Petitioner seeks a writ of habeas corpus. 28 U.S.C. § 2254. He was found guilty in a New York State court of the kidnapping and killing of the eight-year-old daughter of his former girlfriend. People v. Edney, 39 N.Y.2d 620, 385 N.Y.S.2d 23, 350 N.E.2d 400 (1976). His claim now is that the State violated his federal constitutional rights by calling a psychiatrist who had interviewed petitioner before trial at his counsel's request. While the rules of privilege relied upon by petitioner are preferred, they are not constitutionally mandated. For the reasons detailed below the petition must be denied.
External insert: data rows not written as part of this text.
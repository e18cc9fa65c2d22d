//! Memoization of built meshes for callers that rebuild the same shape often
//! (hover re-renders, list items sharing one button size).

use crate::error::Result;
use crate::geometry::RoundGeometry;
use crate::mesh::Mesh;
use std::collections::HashMap;
use std::sync::Arc;

/// Exact identity of a [`RoundGeometry`], compared bit for bit.
#[derive(Clone, Copy, Debug, PartialEq, Eq, Hash)]
pub struct MeshKey {
    width: u32,
    height: u32,
    left: u32,
    right: u32,
    segments: u32,
}

impl From<&RoundGeometry> for MeshKey {
    fn from(geometry: &RoundGeometry) -> Self {
        let radii = geometry.radii.sanitized();
        Self {
            width: geometry.width.to_bits(),
            height: geometry.height.to_bits(),
            left: radii.left.to_bits(),
            right: radii.right.to_bits(),
            segments: geometry.options.segments_per_corner,
        }
    }
}

struct Entry {
    mesh: Arc<Mesh>,
    last_used: u64,
}

/// Fixed-capacity cache that discards the least recently used mesh when full.
pub struct MeshCache {
    entries: HashMap<MeshKey, Entry>,
    capacity: usize,
    tick: u64,
}

impl MeshCache {
    pub fn new(capacity: usize) -> Self {
        let capacity = capacity.max(1);
        Self {
            entries: HashMap::with_capacity(capacity),
            capacity,
            tick: 0,
        }
    }

    pub fn len(&self) -> usize {
        self.entries.len()
    }

    pub fn is_empty(&self) -> bool {
        self.entries.is_empty()
    }

    pub fn capacity(&self) -> usize {
        self.capacity
    }

    pub fn contains(&self, geometry: &RoundGeometry) -> bool {
        self.entries.contains_key(&MeshKey::from(geometry))
    }

    pub fn clear(&mut self) {
        self.entries.clear();
    }

    /// Return the cached mesh for `geometry`, building it on a miss.
    ///
    /// Failed builds are not cached.
    pub fn get_or_build(&mut self, geometry: &RoundGeometry) -> Result<Arc<Mesh>> {
        self.tick += 1;
        let key = MeshKey::from(geometry);

        if let Some(entry) = self.entries.get_mut(&key) {
            log::trace!("mesh cache hit: {:?}", key);
            entry.last_used = self.tick;
            return Ok(Arc::clone(&entry.mesh));
        }

        log::trace!("mesh cache miss: {:?}", key);
        let mesh = Arc::new(geometry.build()?);

        if self.entries.len() >= self.capacity {
            self.evict_oldest();
        }
        self.entries.insert(
            key,
            Entry {
                mesh: Arc::clone(&mesh),
                last_used: self.tick,
            },
        );

        Ok(mesh)
    }

    fn evict_oldest(&mut self) {
        let oldest = self
            .entries
            .iter()
            .min_by_key(|(_, entry)| entry.last_used)
            .map(|(key, _)| *key);

        if let Some(key) = oldest {
            log::trace!("mesh cache evict: {:?}", key);
            self.entries.remove(&key);
        }
    }
}

impl Default for MeshCache {
    fn default() -> Self {
        Self::new(64)
    }
}

#[cfg(test)]
mod tests {
    use super::*;
    use crate::error::GeometryError;
    use crate::primitives::CornerRadii;

    #[test]
    fn test_repeat_returns_same_mesh() {
        let mut cache = MeshCache::new(4);
        let geometry = RoundGeometry::new(0.9, 0.25, 0.02_f32);

        let first = cache.get_or_build(&geometry).unwrap();
        let second = cache.get_or_build(&geometry).unwrap();

        assert!(Arc::ptr_eq(&first, &second));
        assert_eq!(cache.len(), 1);
    }

    #[test]
    fn test_distinct_keys() {
        let mut cache = MeshCache::new(4);
        let a = RoundGeometry::new(1.0, 1.0, 0.1_f32);
        let b = a.with_segments_per_corner(3);
        let c = RoundGeometry::new(1.0, 1.0, CornerRadii::new(0.1, 0.0));

        cache.get_or_build(&a).unwrap();
        cache.get_or_build(&b).unwrap();
        cache.get_or_build(&c).unwrap();
        assert_eq!(cache.len(), 3);
    }

    #[test]
    fn test_signed_zero_radii_share_entry() {
        let mut cache = MeshCache::new(4);
        let positive = RoundGeometry::new(1.0, 1.0, CornerRadii::new(0.0, 0.0));
        let negative = RoundGeometry::new(1.0, 1.0, CornerRadii::new(-0.0, -0.0));
        assert_eq!(MeshKey::from(&positive), MeshKey::from(&negative));

        let first = cache.get_or_build(&positive).unwrap();
        let second = cache.get_or_build(&negative).unwrap();
        assert!(Arc::ptr_eq(&first, &second));
        assert_eq!(cache.len(), 1);
    }

    #[test]
    fn test_least_recently_used_is_evicted() {
        let mut cache = MeshCache::new(2);
        let a = RoundGeometry::new(1.0, 1.0, 0.1_f32);
        let b = RoundGeometry::new(2.0, 1.0, 0.1_f32);
        let c = RoundGeometry::new(3.0, 1.0, 0.1_f32);

        cache.get_or_build(&a).unwrap();
        cache.get_or_build(&b).unwrap();
        // Touch a so b becomes the oldest
        cache.get_or_build(&a).unwrap();
        cache.get_or_build(&c).unwrap();

        assert_eq!(cache.len(), 2);
        assert!(cache.contains(&a));
        assert!(!cache.contains(&b));
        assert!(cache.contains(&c));
    }

    #[test]
    fn test_errors_are_not_cached() {
        let mut cache = MeshCache::new(2);
        let invalid = RoundGeometry::new(0.0, 1.0, 0.1_f32);
        assert!(matches!(
            cache.get_or_build(&invalid),
            Err(GeometryError::InvalidDimension { .. })
        ));
        assert!(cache.is_empty());
    }

    #[test]
    fn test_zero_capacity_still_holds_one() {
        let cache = MeshCache::new(0);
        assert_eq!(cache.capacity(), 1);
    }
}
At the trial the only significant issue was sanity. A defense psychiatrist testified that defendant, as a result of mental illness, was unaware of the nature and quality of his acts and did not know that his acts were wrong. In rebuttal, the prosecution called Dr. Daniel Schwartz, a psychiatrist, who had examined defendant at the request of defendant's attorney. The attorney had not been present during the examination. The defense objected on the grounds of the attorney-client and physician-patient privileges. Dr. Schwartz found no evidence of an underlying disease or defect. It was his opinion that at the time of the murder defendant knew and appreciated the nature of his conduct and knew that his conduct was wrong. Another psychiatrist for the prosecution supported the conclusions of Dr. Schwartz. Additional psychiatrists, produced by the defense, were unable to form opinions as to whether defendant knew or appreciated the nature of his acts, or whether such acts were wrong, although they did agree that defendant had some form of mental illness.

The jury found the petitioner guilty and he was sentenced to 25 years to life. He appealed, chiefly on the ground that the admission of Dr. Schwartz's testimony over objection was reversible error. The Appellate Division unanimously affirmed. 47 A.D.2d 906, 366 N.Y.S.2d 219 (1975). Its order was in turn affirmed by the Court of Appeals, 39 N.Y.2d 620, 385 N.Y.S.2d 23, 350 N.E.2d 400 (1976).

The State's highest court, in a full opinion, with one judge dissenting, discussed the privilege issue. It held that where the defense of insanity was asserted and the defendant offered evidence to establish the claim, a waiver of privileges was effected. Under such circumstances, it concluded, the prosecution could call a psychiatric expert who had examined the defendant at his attorney's request.

The sole issue before this court in this habeas corpus proceeding is whether the admission of Dr. Schwartz's testimony violated petitioner's federal constitutional rights. Petitioner anchors his constitutional claim primarily to the Sixth Amendment guarantee of effective assistance of counsel. He argues that unless the communications of a defendant to a psychiatrist are protected by either the physician-patient or attorney-client privilege an accused, fearing revelation of these communications to the State will not be candid with the psychiatrist. This will, in turn, impede the lawyer's ability to present the effective defense guaranteed by the Constitution. Thus, his argument goes, by necessary implication, either the attorney-client or physician-patient privilege is, to the extent indicated by the facts of this case, embodied in the Sixth Amendment.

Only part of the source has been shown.